Sensitive diagnostic tests now demonstrate that healthy urinary tracts host a ubiquitous, complex microbial community. Recognition of this microbiome, largely undetectable using standard agar-based cultures, offers a new perspective on "UTI." Everyone is bacteriuric. From this perspective, most people who are treated for a "UTI" would probably be better off without treatment.
From "Urinary Tract Infection"—Requiem for a Heavyweight"
https://www.medscape.com/viewarticle/887109 (free registration required)
I often get questions from members about whether or not the new DNA and PCR-type supersensitive tests should be trusted when looking for infection. Whether or not you have an infection is traditionally determined by the
number of organisms they find. If the urine, for example, is teeming with E. coli, then you can safely say there is a UTI. But if you ignore the fact that a patient has no bacteria — or low counts of bacteria — in his fluids, and instead do highly sophisticated searches for the tiniest genetic traces of any bacterium, you will find those traces, in almost all people, including healthy people. You can then proclaim "Infection!", even though there is no infection, only a
presence.
That's why the extended “7 day” culture tests are such a scam, because even one solitary innocent bacterium will breed up into a vast colony in that time, suggesting infection where none exists.
Our bowels, for example, are full of bacteria that can do us great harm (e.g. Clostridium difficile), but they are kept in check by other bacteria. You can find these pathogens in the bowel, but they are not "infections".

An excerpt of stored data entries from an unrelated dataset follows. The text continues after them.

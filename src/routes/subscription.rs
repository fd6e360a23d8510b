use axum::{
    extract::State,
    routing::get,
    Json, Router,
};
use chrono::Utc;
use serde::Deserialize;
use uuid::Uuid;

use crate::{
    error::ApiResult,
    extract::QueryParams,
    limits::{month_start, UsageSummary},
    state::AppState,
    subscription::{resolve_tier, SubscriptionView},
};

#[derive(Deserialize)]
struct UserQuery {
    user_id: Uuid,
}

pub fn routes(state: AppState) -> Router {
    Router::new()
        .route("/api/subscription", get(get_subscription))
        .route("/api/limits", get(get_limits))
        .with_state(state)
}

/// A failed read answers with the free view instead of an error.
async fn get_subscription(
    State(state): State<AppState>,
    QueryParams(query): QueryParams<UserQuery>,
) -> Json<SubscriptionView> {
    let now = Utc::now();
    match state.repo.latest_subscription(query.user_id).await {
        Ok(subscription) => Json(SubscriptionView::from_cached(subscription.as_ref(), now)),
        Err(e) => {
            tracing::warn!(user_id = %query.user_id, error = %e, "⚠️ subscription read failed");
            Json(SubscriptionView::free())
        }
    }
}

async fn get_limits(
    State(state): State<AppState>,
    QueryParams(query): QueryParams<UserQuery>,
) -> ApiResult<Json<UsageSummary>> {
    let now = Utc::now();
    let tier = resolve_tier(state.repo.as_ref(), query.user_id, now).await;
    let this_month = state
        .repo
        .count_entries_since(query.user_id, month_start(now))
        .await?;
    Ok(Json(UsageSummary::new(tier, this_month)))
}
use axum::{
    body::Bytes,
    extract::State,
    http::HeaderMap,
    routing::post,
    Json, Router,
};
use chrono::Utc;
use serde::{Deserialize, Serialize};
use serde_json::{json, Value};
use uuid::Uuid;

use crate::{
    billing::{apply_event, BillingError, CheckoutRequest},
    error::{ApiError, ApiResult},
    extract::JsonBody,
    outbound::stripe::{parse_event, SIGNATURE_HEADER},
    state::AppState,
    subscription::resolve_tier,
};

#[derive(Deserialize)]
pub struct CheckoutBody {
    user_id: Uuid,
    email: String,
}

#[derive(Deserialize)]
pub struct PortalBody {
    user_id: Uuid,
}

#[derive(Serialize)]
pub struct CheckoutResponse {
    session_id: String,
    url: String,
}

#[derive(Serialize)]
pub struct PortalResponse {
    url: String,
}

pub fn routes(state: AppState) -> Router {
    Router::new()
        .route("/api/checkout", post(create_checkout))
        .route("/api/billing-portal", post(create_portal))
        .route("/api/webhooks/stripe", post(stripe_webhook))
        .with_state(state)
}

fn upstream(e: BillingError) -> ApiError {
    tracing::error!(error = %e, "❌ billing provider call failed");
    ApiError::Upstream {
        service: "billing",
        details: e.to_string(),
    }
}

async fn create_checkout(
    State(state): State<AppState>,
    JsonBody(body): JsonBody<CheckoutBody>,
) -> ApiResult<Json<CheckoutResponse>> {
    let email = body.email.trim();
    if !email.contains('@') {
        return Err(ApiError::BadRequest("a valid email is required".into()));
    }

    let tier = resolve_tier(state.repo.as_ref(), body.user_id, Utc::now()).await;
    if tier.is_premium() {
        return Err(ApiError::Conflict("already subscribed to Premium".into()));
    }

    let customer_id = state
        .repo
        .find_user(body.user_id)
        .await?
        .and_then(|user| user.stripe_customer_id);

    let session = state
        .billing
        .create_checkout_session(&CheckoutRequest {
            user_id: body.user_id,
            email: email.to_string(),
            customer_id,
        })
        .await
        .map_err(upstream)?;

    tracing::info!(user_id = %body.user_id, session_id = %session.id, "💳 checkout session created");
    Ok(Json(CheckoutResponse {
        session_id: session.id,
        url: session.url,
    }))
}

async fn create_portal(
    State(state): State<AppState>,
    JsonBody(body): JsonBody<PortalBody>,
) -> ApiResult<Json<PortalResponse>> {
    let user = state
        .repo
        .find_user(body.user_id)
        .await?
        .ok_or(ApiError::NotFound("user"))?;
    let customer_id = user
        .stripe_customer_id
        .ok_or(ApiError::NotFound("billing customer"))?;

    let url = state
        .billing
        .create_portal_session(&customer_id)
        .await
        .map_err(upstream)?;
    Ok(Json(PortalResponse { url }))
}

async fn stripe_webhook(
    State(state): State<AppState>,
    headers: HeaderMap,
    body: Bytes,
) -> ApiResult<Json<Value>> {
    let now = Utc::now();
    let signature = headers
        .get(SIGNATURE_HEADER)
        .and_then(|v| v.to_str().ok());

    state.webhooks.verify(&body, signature, now).inspect_err(|e| {
        tracing::warn!(error = %e, "🚫 rejected webhook");
    })?;
    let event = parse_event(&body)?;
    apply_event(state.repo.as_ref(), event, now).await?;

    Ok(Json(json!({ "received": true })))
}

#[cfg(test)]
mod tests {
    use super::*;
    use crate::{
        billing::CheckoutSession,
        models::User,
        routes::test_support::{json_request, send, Mocks, WEBHOOK_SECRET},
    };
    use axum::{
        body::Body,
        http::{Method, Request, StatusCode},
    };
    use hmac::{Hmac, Mac};
    use sha2::Sha256;

    fn user(id: Uuid, customer: Option<&str>) -> User {
        User {
            id,
            email: "sam@example.com".into(),
            is_premium: false,
            stripe_customer_id: customer.map(str::to_string),
            created_at: Utc::now(),
            updated_at: Utc::now(),
        }
    }

    fn signed_webhook(payload: &str, secret: &str) -> Request<Body> {
        let timestamp = Utc::now().timestamp();
        let mut mac = Hmac::<Sha256>::new_from_slice(secret.as_bytes()).unwrap();
        mac.update(format!("{timestamp}.{payload}").as_bytes());
        let signature = hex::encode(mac.finalize().into_bytes());

        Request::builder()
            .method(Method::POST)
            .uri("/api/webhooks/stripe")
            .header(SIGNATURE_HEADER, format!("t={timestamp},v1={signature}"))
            .body(Body::from(payload.to_string()))
            .unwrap()
    }

    #[tokio::test]
    async fn checkout_returns_session_url() {
        let user_id = Uuid::new_v4();
        let mut mocks = Mocks::new().free();
        mocks
            .repo
            .expect_find_user()
            .returning(|id| Ok(Some(user(id, Some("cus_7")))));
        mocks
            .billing
            .expect_create_checkout_session()
            .withf(|r| r.customer_id.as_deref() == Some("cus_7"))
            .times(1)
            .returning(|_| {
                Ok(CheckoutSession {
                    id: "cs_1".into(),
                    url: "https://checkout.stripe.com/c/cs_1".into(),
                })
            });

        let (status, body) = send(
            mocks.into_app(),
            json_request(
                Method::POST,
                "/api/checkout",
                json!({ "user_id": user_id, "email": "sam@example.com" }),
            ),
        )
        .await;
        assert_eq!(status, StatusCode::OK);
        assert_eq!(body["session_id"], "cs_1");
        assert_eq!(body["url"], "https://checkout.stripe.com/c/cs_1");
    }

    #[tokio::test]
    async fn checkout_provider_failure_is_json_bad_gateway() {
        let mut mocks = Mocks::new().free();
        mocks.repo.expect_find_user().returning(|_| Ok(None));
        mocks.billing.expect_create_checkout_session().returning(|_| {
            Err(BillingError::Api {
                status: 402,
                message: "No such price".into(),
            })
        });

        let (status, body) = send(
            mocks.into_app(),
            json_request(
                Method::POST,
                "/api/checkout",
                json!({ "user_id": Uuid::new_v4(), "email": "sam@example.com" }),
            ),
        )
        .await;
        assert_eq!(status, StatusCode::BAD_GATEWAY);
        assert_eq!(body["error"], "billing request failed");
        assert_eq!(body["details"], "billing provider returned 402: No such price");
    }

    #[tokio::test]
    async fn premium_users_cannot_checkout_again() {
        let mut mocks = Mocks::new().premium();
        mocks.billing.expect_create_checkout_session().never();

        let (status, _) = send(
            mocks.into_app(),
            json_request(
                Method::POST,
                "/api/checkout",
                json!({ "user_id": Uuid::new_v4(), "email": "sam@example.com" }),
            ),
        )
        .await;
        assert_eq!(status, StatusCode::CONFLICT);
    }

    #[tokio::test]
    async fn portal_requires_linked_customer() {
        let mut mocks = Mocks::new();
        mocks
            .repo
            .expect_find_user()
            .returning(|id| Ok(Some(user(id, None))));

        let (status, body) = send(
            mocks.into_app(),
            json_request(
                Method::POST,
                "/api/billing-portal",
                json!({ "user_id": Uuid::new_v4() }),
            ),
        )
        .await;
        assert_eq!(status, StatusCode::NOT_FOUND);
        assert_eq!(body["error"], "billing customer not found");
    }

    #[tokio::test]
    async fn webhook_with_bad_signature_is_rejected() {
        let mut mocks = Mocks::new();
        mocks.repo.expect_upsert_subscription().never();

        let payload = r#"{"type":"customer.subscription.updated","data":{"object":{}}}"#;
        let (status, body) = send(mocks.into_app(), signed_webhook(payload, "whsec_wrong")).await;
        assert_eq!(status, StatusCode::BAD_REQUEST);
        assert_eq!(body["details"], "signature mismatch");
    }

    #[tokio::test]
    async fn webhook_syncs_subscription() {
        let user_id = Uuid::new_v4();
        let end = Utc::now().timestamp() + 86_400;
        let payload = json!({
            "type": "customer.subscription.created",
            "data": { "object": {
                "id": "sub_9",
                "customer": "cus_9",
                "status": "active",
                "current_period_end": end,
                "metadata": { "user_id": user_id.to_string() }
            }}
        })
        .to_string();

        let mut mocks = Mocks::new();
        mocks
            .repo
            .expect_find_user()
            .returning(|id| Ok(Some(user(id, Some("cus_9")))));
        mocks
            .repo
            .expect_upsert_subscription()
            .withf(|s| s.id == "sub_9")
            .times(1)
            .returning(|_| Ok(()));
        mocks
            .repo
            .expect_set_premium()
            .withf(move |id, premium| *id == user_id && *premium)
            .times(1)
            .returning(|_, _| Ok(()));

        let (status, body) = send(mocks.into_app(), signed_webhook(&payload, WEBHOOK_SECRET)).await;
        assert_eq!(status, StatusCode::OK);
        assert_eq!(body["received"], true);
    }

    #[tokio::test]
    async fn webhook_store_failure_asks_for_redelivery() {
        let payload = json!({
            "type": "checkout.session.completed",
            "data": { "object": {
                "client_reference_id": Uuid::new_v4().to_string(),
                "customer": "cus_1"
            }}
        })
        .to_string();

        let mut mocks = Mocks::new();
        mocks
            .repo
            .expect_link_customer()
            .returning(|_, _| Err(sqlx::Error::PoolTimedOut));

        let (status, _) = send(mocks.into_app(), signed_webhook(&payload, WEBHOOK_SECRET)).await;
        assert_eq!(status, StatusCode::INTERNAL_SERVER_ERROR);
    }
}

The paper cited above makes the point that the urethra, prostate, bladder are part of the skin surface:
The urine-bearing urinary tract extends without interruption from Bowman's capsule [kidney] to the urethral orifice, essentially a part of the body surface. Continuous production of urine presents perineal and ascending microbes with a reliable supply of nutrition. The biological plausibility of a sterile urinary tract is quite low.
As such, we should not expect our urethras, bladders or prostates to be sterile.